Today we'll do a simple run through of a valuation method used to estimate the attractiveness of HOCHTIEF Aktiengesellschaft (ETR:HOT) as an investment opportunity by taking the forecast future cash flows of the company and discounting them back to today's value. One way to achieve this is by employing the Discounted Cash Flow (DCF) model. Models like these may appear beyond the comprehension of a lay person, but they're fairly easy to follow.

Companies can be valued in a lot of ways, so we would point out that a DCF is not perfect for every situation. Anyone interested in learning a bit more about intrinsic value should have a read of the Simply Wall St analysis model.
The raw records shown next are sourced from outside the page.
//! Ledger builder: turns a ride log into raw per-ride debts.
//!
//! Each passenger owes the driver an equal share of the ride's cost; the driver
//! keeps their own share, so no debt is emitted for it.

use crate::decimal::Money;
use crate::error::{LedgerError, Result};
use crate::model::{require_positive, Debt, Person, Ride};
use log::debug;
use rust_decimal::Decimal;

/// Price per kilometer the ride's driver charges.
///
/// A driver absent from the roster falls back to the group default.
pub fn effective_price(ride: &Ride, people: &[Person], default_price_per_km: Decimal) -> Decimal {
    people
        .iter()
        .find(|p| p.id == ride.driver_id)
        .map(|driver| driver.effective_price(default_price_per_km))
        .unwrap_or(default_price_per_km)
}

/// Each participant's share of a ride, rounded to cents.
///
/// Fails with [`LedgerError::InvalidInput`] when the cost does not fit in a
/// `Decimal`.
pub fn per_person_share(ride: &Ride, price_per_km: Decimal) -> Result<Money> {
    ride.distance
        .checked_mul(price_per_km)
        .and_then(|total_cost| total_cost.checked_div(Decimal::from(ride.share_count())))
        .map(Money::new)
        .ok_or_else(|| {
            LedgerError::invalid(format!(
                "ride {}: {} km at {}/km is out of range",
                ride.id, ride.distance, price_per_km
            ))
        })
}

/// Rejects a ride that could not have passed [`GroupState::add_ride`], e.g.
/// one written by another client of the shared store.
///
/// [`GroupState::add_ride`]: crate::group::GroupState::add_ride
fn check_ride(ride: &Ride, price_per_km: Decimal) -> Result<()> {
    if ride.passengers.is_empty() {
        return Err(LedgerError::invalid(format!(
            "ride {} has no passengers",
            ride.id
        )));
    }
    if ride.passengers.contains(&ride.driver_id) {
        return Err(LedgerError::invalid(format!(
            "ride {}: driver {} is also listed as a passenger",
            ride.id, ride.driver_id
        )));
    }
    require_positive(ride.distance, &format!("ride {} distance", ride.id))?;
    require_positive(price_per_km, &format!("ride {} price per km", ride.id))?;
    Ok(())
}

/// Computes one raw debt per (passenger, ride), in ride order then passenger order.
///
/// A ride so short that the share rounds to zero cents produces no debts.
///
/// Rides that break the ride invariants (no passengers, the driver riding
/// along, a non-positive distance or price) are rejected, not skipped.
pub fn compute_raw_debts(
    rides: &[Ride],
    people: &[Person],
    default_price_per_km: Decimal,
) -> Result<Vec<Debt>> {
    let mut raw_debts = Vec::with_capacity(rides.iter().map(|r| r.passengers.len()).sum());

    for ride in rides {
        let price = effective_price(ride, people, default_price_per_km);
        check_ride(ride, price)?;
        let share = per_person_share(ride, price)?;

        debug!(
            "Ride {}: {} km at {}/km split {} ways, {} each",
            ride.id,
            ride.distance,
            price,
            ride.share_count(),
            share
        );

        if share.is_zero() {
            debug!("Ride {}: share rounds to zero, no debts", ride.id);
            continue;
        }

        for passenger in &ride.passengers {
            raw_debts.push(Debt::new(passenger.clone(), ride.driver_id.clone(), share));
        }
    }

    Ok(raw_debts)
}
See our latest analysis for HOCHTIEF

Is HOCHTIEF Fairly Valued?

We're using the 2-stage growth model, which simply means we take in account two stages of company's growth. In the initial period the company may have a higher growth rate and the second stage is usually assumed to have a stable growth rate. To start off with, we need to estimate the next ten years of cash flows. Where possible we use analyst estimates, but when these aren't available we extrapolate the previous free cash flow (FCF) from the last estimate or reported value. We assume companies with shrinking free cash flow will slow their rate of shrinkage, and that companies with growing free cash flow will see their growth rate slow, over this period. We do this to reflect that growth tends to slow more in the early years than it does in later years.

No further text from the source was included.